Aaaahhhhh, the glamour. I'm sitting here in my pajamas, watching Talk Soup with a green clay mask on my face. Give me some bright pink curlers, a flower-print muumuu and those slippers with the spike heels and feathers on the toes, and I'd be all set! (Man, I bet you all wish I had a scanner right now, so I could post a photo of this lovliness...)
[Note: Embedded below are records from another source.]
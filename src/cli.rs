//! Command-line interface definitions
//!
//! Subcommands operate on a scenario directory (`--dir`, default current
//! directory) except the script commands, which operate on a workspace base
//! (`--base`).

use clap::{Parser, Subcommand};
use std::path::PathBuf;

use crate::document::PropertyValue;

/// Scenario Tool - edit and transform galaxy scenario directories
#[derive(Parser)]
#[command(name = "scenario-tool")]
#[command(about = "Filter, mutate and transform galaxy scenario directories")]
#[command(version)]
pub struct Cli {
    /// Scenario directory to operate on
    #[arg(long, global = true, default_value = ".")]
    pub dir: PathBuf,

    #[command(subcommand)]
    pub command: Commands,
}

#[derive(Subcommand)]
pub enum Commands {
    /// Show a summary of the scenario in the directory
    Info,
    /// Load the scenario and report validation problems
    Validate,
    /// List the node ids matching filter conditions
    Filter {
        /// Condition like 'size > 7' or 'name contains gas'; repeatable
        #[arg(long = "where", value_name = "CONDITION")]
        conditions: Vec<String>,
        /// How conditions combine: and, or, nand, xor
        #[arg(long, default_value = "and")]
        combine: String,
    },
    /// Apply a mutation to targeted nodes and save the result in place
    Apply {
        #[command(subcommand)]
        operation: ApplyCommands,
    },
    /// List the transform scripts available in a workspace
    Scripts {
        /// Workspace base directory
        #[arg(long, default_value = ".")]
        base: PathBuf,
    },
    /// Run a transform script against the scenario directory
    RunScript {
        /// Script name (file stem) as listed by `scripts`
        name: String,
        /// Workspace base directory holding the script collections
        #[arg(long, default_value = ".")]
        base: PathBuf,
        /// Kill the script and roll back after this many seconds
        #[arg(long)]
        timeout_secs: Option<u64>,
    },
    /// Save the scenario to another directory
    Save {
        /// Destination directory, replaced atomically
        output: PathBuf,
    },
}

#[derive(Subcommand)]
pub enum ApplyCommands {
    /// Set a property on each target, creating it if absent
    SetProperty {
        #[arg(short, long)]
        key: String,
        /// Typed by inference: integer, float, boolean, then text
        #[arg(short, long)]
        value: String,
        #[command(flatten)]
        targets: TargetArgs,
    },
    /// Set a property on each target; targets missing the key are skipped,
    /// or rejected up front with --strict
    ChangeProperty {
        #[arg(short, long)]
        key: String,
        #[arg(short, long)]
        value: String,
        /// Reject the whole batch if any target lacks the key
        #[arg(long)]
        strict: bool,
        #[command(flatten)]
        targets: TargetArgs,
    },
    /// Numerically adjust a property on each target
    Adjust {
        /// Arithmetic verb: add, multiply, divide or scale
        op: String,
        #[arg(short, long)]
        key: String,
        /// Numeric operand
        #[arg(short, long)]
        value: String,
        #[command(flatten)]
        targets: TargetArgs,
    },
    /// Reparent each target under a new parent node
    Move {
        #[arg(long)]
        new_parent: u64,
        #[command(flatten)]
        targets: TargetArgs,
    },
    /// Remove each target and its subtree, plus any lanes touching them
    Remove {
        #[command(flatten)]
        targets: TargetArgs,
    },
}

/// Target selection shared by every apply subcommand. At least one of
/// `--where` or `--target` is required; the filtered set and the explicit
/// ids union together.
#[derive(Debug, clap::Args)]
pub struct TargetArgs {
    /// Filter condition selecting targets; repeatable
    #[arg(long = "where", value_name = "CONDITION")]
    pub conditions: Vec<String>,

    /// How the conditions combine: and, or, nand, xor
    #[arg(long, default_value = "and")]
    pub combine: String,

    /// Explicit target node id; repeatable
    #[arg(long = "target", value_name = "NODE_ID")]
    pub ids: Vec<u64>,
}

impl TargetArgs {
    pub fn is_empty(&self) -> bool {
        self.conditions.is_empty() && self.ids.is_empty()
    }
}

/// Parse a CLI value literal with the same inference the filter parser
/// uses: integer, float, boolean, then text.
pub fn parse_value(raw: &str) -> PropertyValue {
    if let Ok(n) = raw.parse::<i64>() {
        PropertyValue::int(n)
    } else if let Ok(n) = raw.parse::<f64>() {
        PropertyValue::float(n)
    } else if let Ok(b) = raw.parse::<bool>() {
        PropertyValue::Bool(b)
    } else {
        PropertyValue::Text(raw.to_string())
    }
}

impl Cli {
    pub fn parse_args() -> Self {
        <Self as clap::Parser>::parse()
    }
}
It's Patriot's Day here, so I have the day off work. I'm going to try to be productive. So far I'm off to a decent start -- I woke up at 7:30 (due to a truck backfiring outside and nearly giving me a heart attack) and started cooking Curry Beef Stew in my slow-cooker. It has to cook for ten hours, so the timing should be just right to have it for dinner. I bought good steak to use in it, and the checkout girl at the store forgot to ring it in. So it's Free Beef Stew.

After the Beeeee-yoooty Treatment, I'm going to go the the two nearby convenience stores and beg for empty boxes so I can start packing. I'm planning to clean out my dreser and closet, throw away the stuff I haven't worn since the early '90s, and then pack up some of the books.

We didn't do much over the weekend -- Barry didn't feel well, so we mostly stuck close to home. We did go to Chelsea and wander around looking for a grocery store, which we didn't find. Something weird happened to my shoe, causing it to wheeze loudly every time I took a step. We found no grocery stores at all, so we've decided to use the online grocery shopping service from Stop & Shop. It doesn't cost any more than going to the store, and the stuff gets delivered right to your house. Joy...

I think my lovely green face is dry now (the cat keeps coming in and looking at me as if to say "What the HELL is the matter with you?!?" and shaking her head and walking away...) so I'm going to go wash it off and bask in my radiance, heh heh...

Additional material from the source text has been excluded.